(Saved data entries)
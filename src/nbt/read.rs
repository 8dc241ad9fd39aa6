use std::io::Read;

use byteorder::{BigEndian, ReadBytesExt};
use flate2::read::{GzDecoder, ZlibDecoder};

use crate::error::Error;

use super::{Compound, List, Nbt, Tag};

fn read_exact(r: &mut impl Read, buf: &mut [u8]) -> Result<(), Error> {
    r.read_exact(buf).map_err(|e| {
        if e.kind() == std::io::ErrorKind::UnexpectedEof {
            Error::Truncated {
                expected: buf.len(),
                found: 0,
            }
        } else {
            Error::Io(e)
        }
    })
}

fn read_string(r: &mut impl Read) -> Result<String, Error> {
    let len = r.read_u16::<BigEndian>().map_err(eof_to_truncated(2))?;
    let mut buf = vec![0u8; len as usize];
    read_exact(r, &mut buf)?;
    Ok(String::from_utf8(buf)?)
}

fn eof_to_truncated(expected: usize) -> impl Fn(std::io::Error) -> Error {
    move |e| {
        if e.kind() == std::io::ErrorKind::UnexpectedEof {
            Error::Truncated { expected, found: 0 }
        } else {
            Error::Io(e)
        }
    }
}

impl Nbt {
    /// Parses a byte buffer that is already raw (uncompressed) NBT: the
    /// normal entry point once a region's zlib payload has been inflated.
    pub fn parse(bytes: &[u8]) -> Result<Nbt, Error> {
        let mut cursor = bytes;
        Nbt::read_named(&mut cursor)
    }

    /// Convenience entry point for standalone `.nbt` fixtures that may be
    /// gzip- or zlib-wrapped, or already raw. Auto-detects the gzip magic
    /// (`0x1f 0x8b`); otherwise tries zlib and falls back to raw bytes.
    pub fn from_reader(bytes: &[u8]) -> Result<Nbt, Error> {
        if bytes.len() >= 2 && bytes[0] == 0x1f && bytes[1] == 0x8b {
            let mut decoded = Vec::new();
            GzDecoder::new(bytes).read_to_end(&mut decoded)?;
            return Nbt::parse(&decoded);
        }
        let mut decoded = Vec::new();
        match ZlibDecoder::new(bytes).read_to_end(&mut decoded) {
            Ok(_) => Nbt::parse(&decoded),
            Err(_) => Nbt::parse(bytes),
        }
    }

    fn read_named(r: &mut impl Read) -> Result<Nbt, Error> {
        let type_id = r.read_u8().map_err(eof_to_truncated(1))?;
        if type_id == 0 {
            return Ok(Nbt::new("", Tag::End));
        }
        let name = read_string(r)?;
        let tag = read_payload(type_id, r)?;
        Ok(Nbt::new(name, tag))
    }
}

fn read_payload(type_id: u8, r: &mut impl Read) -> Result<Tag, Error> {
    match type_id {
        0 => Ok(Tag::End),
        1 => Ok(Tag::Byte(r.read_i8().map_err(eof_to_truncated(1))?)),
        2 => Ok(Tag::Short(
            r.read_i16::<BigEndian>().map_err(eof_to_truncated(2))?,
        )),
        3 => Ok(Tag::Int(
            r.read_i32::<BigEndian>().map_err(eof_to_truncated(4))?,
        )),
        4 => Ok(Tag::Long(
            r.read_i64::<BigEndian>().map_err(eof_to_truncated(8))?,
        )),
        5 => Ok(Tag::Float(
            r.read_f32::<BigEndian>().map_err(eof_to_truncated(4))?,
        )),
        6 => Ok(Tag::Double(
            r.read_f64::<BigEndian>().map_err(eof_to_truncated(8))?,
        )),
        7 => {
            let len = r.read_i32::<BigEndian>().map_err(eof_to_truncated(4))?;
            let mut buf = vec![0u8; len.max(0) as usize];
            read_exact(r, &mut buf)?;
            Ok(Tag::ByteArray(buf.into_iter().map(|b| b as i8).collect()))
        }
        8 => Ok(Tag::String(read_string(r)?)),
        9 => {
            let element_type = r.read_u8().map_err(eof_to_truncated(1))?;
            let len = r.read_i32::<BigEndian>().map_err(eof_to_truncated(4))?;
            let mut items = Vec::with_capacity(len.max(0) as usize);
            for _ in 0..len.max(0) {
                items.push(read_payload(element_type, r)?);
            }
            Ok(Tag::List(List { element_type, items }))
        }
        10 => {
            let mut children = Compound::new();
            loop {
                let child_type = r.read_u8().map_err(eof_to_truncated(1))?;
                if child_type == 0 {
                    break;
                }
                let name = read_string(r)?;
                let tag = read_payload(child_type, r)?;
                children.insert(name, tag);
            }
            Ok(Tag::Compound(children))
        }
        11 => {
            let len = r.read_i32::<BigEndian>().map_err(eof_to_truncated(4))?;
            let mut items = Vec::with_capacity(len.max(0) as usize);
            for _ in 0..len.max(0) {
                items.push(r.read_i32::<BigEndian>().map_err(eof_to_truncated(4))?);
            }
            Ok(Tag::IntArray(items))
        }
        12 => {
            let len = r.read_i32::<BigEndian>().map_err(eof_to_truncated(4))?;
            let mut items = Vec::with_capacity(len.max(0) as usize);
            for _ in 0..len.max(0) {
                items.push(r.read_i64::<BigEndian>().map_err(eof_to_truncated(8))?);
            }
            Ok(Tag::LongArray(items))
        }
        other => Err(Error::UnknownTagType(other)),
    }
}
//! Signed CBC container: a 256-byte RSA signature followed by the body it
//! signs. The body is stored encrypted and signed as stored.

use crate::constants::RSA_SIG_SIZE;
use crate::error::{CbcError, Result};

/// Split a container into its signature and body.
pub fn split_signed(buf: &[u8]) -> Result<(&[u8; RSA_SIG_SIZE], &[u8])> {
    match buf.split_first_chunk::<RSA_SIG_SIZE>() {
        Some((sig, body)) => Ok((sig, body)),
        None => Err(CbcError::TooShort {
            expected: RSA_SIG_SIZE,
            actual: buf.len(),
        }),
    }
}

#[cfg(test)]
mod tests {
    use super::*;

    #[test]
    fn test_split_signed() {
        let mut buf = vec![0xAAu8; RSA_SIG_SIZE];
        buf.extend_from_slice(b"body");
        let (sig, body) = split_signed(&buf).unwrap();
        assert!(sig.iter().all(|&b| b == 0xAA));
        assert_eq!(body, b"body");

        let (_, empty) = split_signed(&buf[..RSA_SIG_SIZE]).unwrap();
        assert!(empty.is_empty());
    }

    #[test]
    fn test_too_short() {
        let err = split_signed(&[0u8; 255]).unwrap_err();
        assert!(matches!(
            err,
            CbcError::TooShort {
                expected: 256,
                actual: 255
            }
        ));
    }
}
//! V7 key and seed generation, triggered by `BEEFC0DE VVVVVVVV` codes.

use crate::constants::{DEFAULT_KEY, DEFAULT_SEEDS};
use crate::types::{KeyMaterial, SeedTables};
use arcfour::Arc4;
use log::debug;

/// Number of seed tables; also the number of key schedule rounds.
const ROUNDS: usize = 5;

/// Key material and seed tables evolved by successive beefcodes.
#[derive(Debug, Clone, Default, PartialEq, Eq)]
pub struct KeySchedule {
    key: KeyMaterial,
    old_key: KeyMaterial,
    seeds: SeedTables,
}

impl KeySchedule {
    pub fn new() -> Self {
        Self::default()
    }

    /// Current ARCFOUR key for the V7 stream stage.
    pub fn key(&self) -> &KeyMaterial {
        &self.key
    }

    /// Snapshot taken at the end of the last [`rekey`](Self::rekey); feeds
    /// the V7 multiply stage.
    pub fn old_key(&self) -> &KeyMaterial {
        &self.old_key
    }

    pub fn seeds(&self) -> &SeedTables {
        &self.seeds
    }

    pub(crate) fn seeds_mut(&mut self) -> &mut SeedTables {
        &mut self.seeds
    }

    /// Derive new key material and seed tables from `seed`.
    ///
    /// A full reset starts over from the default key (and the default seed
    /// tables when `seed` is non-zero); otherwise the current tables feed the
    /// derivation. Five ARCFOUR rounds then encrypt one seed table each and
    /// carry the key forward into the next round.
    pub fn rekey(&mut self, full_reset: bool, seed: u32) {
        if full_reset {
            self.key = KeyMaterial(DEFAULT_KEY);
            if seed != 0 {
                self.seeds = SeedTables::from_tables(DEFAULT_SEEDS);
                self.derive_key(seed);
            } else {
                self.seeds = SeedTables::zeroed();
            }
        } else if seed != 0 {
            self.derive_key(seed);
        } else {
            self.seeds = SeedTables::zeroed();
            self.key.0[..4].fill(0);
        }

        for round in 0..ROUNDS {
            let mut key = self.key.to_bytes();
            let mut ctx = Arc4::new(&key);
            ctx.crypt(self.seeds.table_mut(round));
            ctx.crypt(&mut key);
            self.key = KeyMaterial::from_bytes(&key);
        }

        self.old_key = self.key;
        debug!(
            "beefcode {:08X} (full reset: {}): key {:08X?}",
            seed, full_reset, self.key.0
        );
    }

    /// Gather the four low key words from seed tables 0..3, one byte per
    /// table, indexed by the bytes of `seed`. Byte `k` of word `w` comes from
    /// table `(w + k) % 4`.
    fn derive_key(&mut self, seed: u32) {
        let index = seed.to_le_bytes();
        for (w, word) in self.key.0[..4].iter_mut().enumerate() {
            *word = (0..4).fold(0u32, |acc, k| {
                let byte = self.seeds.table((w + k) % 4)[index[k] as usize];
                acc | (byte as u32) << (8 * k)
            });
        }
    }
}

#[cfg(test)]
mod tests {
    use super::*;

    #[test]
    fn test_common_key() {
        let mut schedule = KeySchedule::new();
        schedule.rekey(true, 0);
        assert_eq!(
            schedule.key().0,
            [0x16FABD17, 0xC7218B18, 0xDEB6FDD7, 0xC7CFD5DF, 0x0B035D57]
        );
        assert_eq!(schedule.old_key(), schedule.key());

        let seeds = schedule.seeds();
        assert_eq!(seeds.words(0)[..2], [0xADC315E6, 0x71C30ED2]);
        assert_eq!(seeds.words(4)[62..], [0x100F8072, 0x45E29EBD]);
    }

    #[test]
    fn test_seeded_key() {
        let mut schedule = KeySchedule::new();
        schedule.rekey(true, 0x12345678);
        assert_eq!(
            schedule.key().0,
            [0x920A4D6B, 0xBE2F09BA, 0xB58C496E, 0xF7D5646A, 0xE64DA223]
        );
    }

    #[test]
    fn test_full_reset_forgets_history() {
        let mut fresh = KeySchedule::new();
        fresh.rekey(true, 0xCAFEBABE);

        let mut used = KeySchedule::new();
        used.rekey(true, 0x11111111);
        used.rekey(false, 0x22222222);
        used.rekey(true, 0xCAFEBABE);

        assert_eq!(fresh, used);
    }

    #[test]
    fn test_incremental_rekey_depends_on_history() {
        let mut a = KeySchedule::new();
        a.rekey(true, 0x11111111);
        a.rekey(false, 0x33333333);

        let mut b = KeySchedule::new();
        b.rekey(true, 0x22222222);
        b.rekey(false, 0x33333333);

        assert_ne!(a.key(), b.key());
        assert_ne!(a.seeds(), b.seeds());
    }

    #[test]
    fn test_zero_seed_clears_tables_before_rounds() {
        let mut a = KeySchedule::new();
        a.rekey(true, 0x11111111);
        a.rekey(false, 0);

        // Only key word 4 survives from the previous state.
        let mut expected = KeySchedule::new();
        expected.key.0[4] = {
            let mut prev = KeySchedule::new();
            prev.rekey(true, 0x11111111);
            prev.key().0[4]
        };
        expected.rekey(false, 0);

        assert_eq!(a, expected);
    }
}
use std::io;
use thiserror::Error;

#[derive(Error, Debug)]
pub enum CodesError {
    #[error("IO Error: {0}")]
    Io(#[from] io::Error),
    #[error("Invalid code on line {line}: {text:?}")]
    InvalidCodeLine { line: usize, text: String },
}

pub type Result<T> = std::result::Result<T, CodesError>;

WHAT THE EXERCISE ASKS:
Could you write out, exactly as they stand, only the lines above that begin at the line with "Ok(Tag::LongArray(items))" and stop after the line with "signature and body."?

RESULT BELOW:
            Ok(Tag::LongArray(items))
        }
        other => Err(Error::UnknownTagType(other)),
    }
}
//! Signed CBC container: a 256-byte RSA signature followed by the body it
//! signs. The body is stored encrypted and signed as stored.

use crate::constants::RSA_SIG_SIZE;
use crate::error::{CbcError, Result};

/// Split a container into its signature and body.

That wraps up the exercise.